While the precise situation before us does not seem to have been presented to our court before, and we are not unmindful of the fact that the Statute of Limitations is not open to discretionary change by the courts, the prevailing rule throughout the country and followed in our lower courts permits the doctrine of estoppel to be invoked in appropriate cases, by reason of defendant’s conduct, to prevent him from relying on said statute (53 C. J. S., Limitation of Actions, § 25, and cases therein cited; Clarke v. Gilmore, 149 App. Div. 445; Dodds v. McColgan, 229 App. Div. 273; Speciale v. Sciascia, 263 App. Div. 901; Safrin v. Friedman, 96 N. Y. S. 2d 627, affd. 277 App. Div. 1138; see, also, Lightfoot v. Davis, 198 N. Y. 261; Imperator Realty Co. v. Tull, 228 N. Y. 447; Freeman v. Auld, McConihe v. Fales, Wilson v. Ford, Purdy v. Coar, Horton v. Davis, Cottle v. County of Erie, cited supra). And an estoppel in pais, like an estoppel of record, need not be pleaded (Feinberg v. Allen, 208 N. Y. 215).

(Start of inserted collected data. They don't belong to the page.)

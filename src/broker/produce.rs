//! Publishing step payloads to a topic.

use serde::Deserialize;
use serde_json::Value;

use super::{BrokerProducer, DeliveryStatus, ProduceError, ProducerRecord};
use crate::{metrics, state::parse_lenient};

#[derive(Deserialize)]
struct ProduceRequest {
    records: Vec<ProducerRecord>,
}

/// Publish the records described by `request` to `topic`.
///
/// A request of the form `{"records": [{"key", "value", "partition"}]}`
/// publishes each record in order; any other payload is published as the
/// value of a single keyless record.
///
/// # Errors
///
/// Returns [`ProduceError::InvalidRecords`] without publishing anything when
/// a `records` field is present but is not a list of records. Otherwise
/// returns the first error raised by the producer; records before it have
/// already been published.
pub async fn produce<P>(producer: &P, topic: &str, request: &str) -> Result<DeliveryStatus, ProduceError>
where
    P: BrokerProducer + ?Sized,
{
    let mut metadata = Vec::new();
    for record in records_from(request)? {
        metadata.push(producer.send(topic, record).await?);
    }
    metrics::add_records_produced(metadata.len());
    Ok(DeliveryStatus::produced(metadata))
}

fn records_from(request: &str) -> Result<Vec<ProducerRecord>, ProduceError> {
    let payload = parse_lenient(request);
    if let Value::Object(fields) = &payload
        && fields.contains_key("records")
    {
        let parsed: ProduceRequest =
            serde_json::from_value(payload).map_err(ProduceError::InvalidRecords)?;
        return Ok(parsed.records);
    }
    Ok(vec![ProducerRecord {
        key: None,
        value: payload,
        partition: None,
    }])
}
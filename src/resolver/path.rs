//! Placeholder path parsing and lookup.

use serde_json::Value;

/// One step in a path below a step record.
#[derive(Clone, Debug, PartialEq, Eq)]
pub(crate) enum Segment {
    Key(String),
    Index(usize),
}

/// Split `a.b[0].c` into segments.
///
/// Returns `None` for empty segments or unterminated indices.
pub(crate) fn parse(path: &str) -> Option<Vec<Segment>> {
    let mut segments = Vec::new();
    for part in path.split('.') {
        let (key, mut rest) = match part.find('[') {
            Some(pos) => part.split_at(pos),
            None => (part, ""),
        };
        if key.is_empty() && rest.is_empty() {
            return None;
        }
        if !key.is_empty() {
            segments.push(Segment::Key(key.to_owned()));
        }
        while !rest.is_empty() {
            let close = rest.find(']')?;
            let index = rest.get(1..close)?.parse().ok()?;
            segments.push(Segment::Index(index));
            rest = &rest[close + 1..];
            if !rest.is_empty() && !rest.starts_with('[') {
                return None;
            }
        }
    }
    Some(segments)
}

/// Follow `segments` from `root`.
///
/// Numeric keys also index into arrays so `items.0` and `items[0]` agree.
pub(crate) fn lookup<'a>(root: &'a Value, segments: &[Segment]) -> Option<&'a Value> {
    segments.iter().try_fold(root, |value, segment| match (segment, value) {
        (Segment::Key(key), Value::Object(map)) => map.get(key),
        (Segment::Key(key), Value::Array(items)) => key.parse::<usize>().ok().and_then(|i| items.get(i)),
        (Segment::Index(index), Value::Array(items)) => items.get(*index),
        _ => None,
    })
}

#[cfg(test)]
mod tests {
    use rstest::rstest;
    use serde_json::json;

    use super::{Segment, lookup, parse};

    #[test]
    fn parses_keys_and_indices() {
        assert_eq!(
            parse("response.items[2][0].id"),
            Some(vec![
                Segment::Key("response".into()),
                Segment::Key("items".into()),
                Segment::Index(2),
                Segment::Index(0),
                Segment::Key("id".into()),
            ])
        );
    }

    #[rstest]
    #[case("a..b")]
    #[case("a[")]
    #[case("a[x]")]
    #[case("a[0]b")]
    #[case("")]
    fn rejects_malformed_paths(#[case] path: &str) {
        assert_eq!(parse(path), None);
    }

    #[rstest]
    #[case("items[1].name", Some(json!("b")))]
    #[case("items.1.name", Some(json!("b")))]
    #[case("items[5]", None)]
    #[case("count.deeper", None)]
    #[case("count", Some(json!(2)))]
    fn looks_up_values(#[case] path: &str, #[case] expected: Option<serde_json::Value>) {
        let root = json!({"count": 2, "items": [{"name": "a"}, {"name": "b"}]});
        let segments = parse(path).expect("valid path");
        assert_eq!(lookup(&root, &segments).cloned(), expected);
    }
}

The principle of equitable estoppel4 ‘ prohibits a person, upon principles of honesty and fair and open dealing, from asserting rights, the enforcement of which would, through his omissions or commissions, work fraud and injustice ” (Rothschild v. Title Guar. & Trust Co., 204 N. Y. 458, 464; Selzer v. Baker, 295 N. Y. 145, 149; 3 Pomeroy on Equity Jurisprudence [5th ed.], p. 180, see, also, §§ 816-821, 965; Gorowits v. Blumenstein, 184 Misc. 111. “ The plaintiff [defendant here] seeks the aid of equity and must submit to the condition that he do equity himself ’ ’; Grosch v. Kessler, 256 N. Y. 477, 478).
*382Finally, even if the findings of fact made below with respect to estoppel were inadequate, as appellant contends, we are nevertheless justified, for the purpose of affirming (but not of reversing) the judgment appealed from, to look to the record to see if there is any evidence to sustain plaintiff’s case (see Helgar Corp. v. Warner’s Features, 222 N. Y. 449, 455; Ogden v. Alexander, 140 N. Y. 356), and we find that there is such evidence.
The judgment of the Appellate Division should be affirmed, with costs.
Lewis, Dye and Fuld, JJ., concur with Loughran, Ch. J.; Froessel, J., dissents in opinion in which Conway and Desmond, JJ., concur.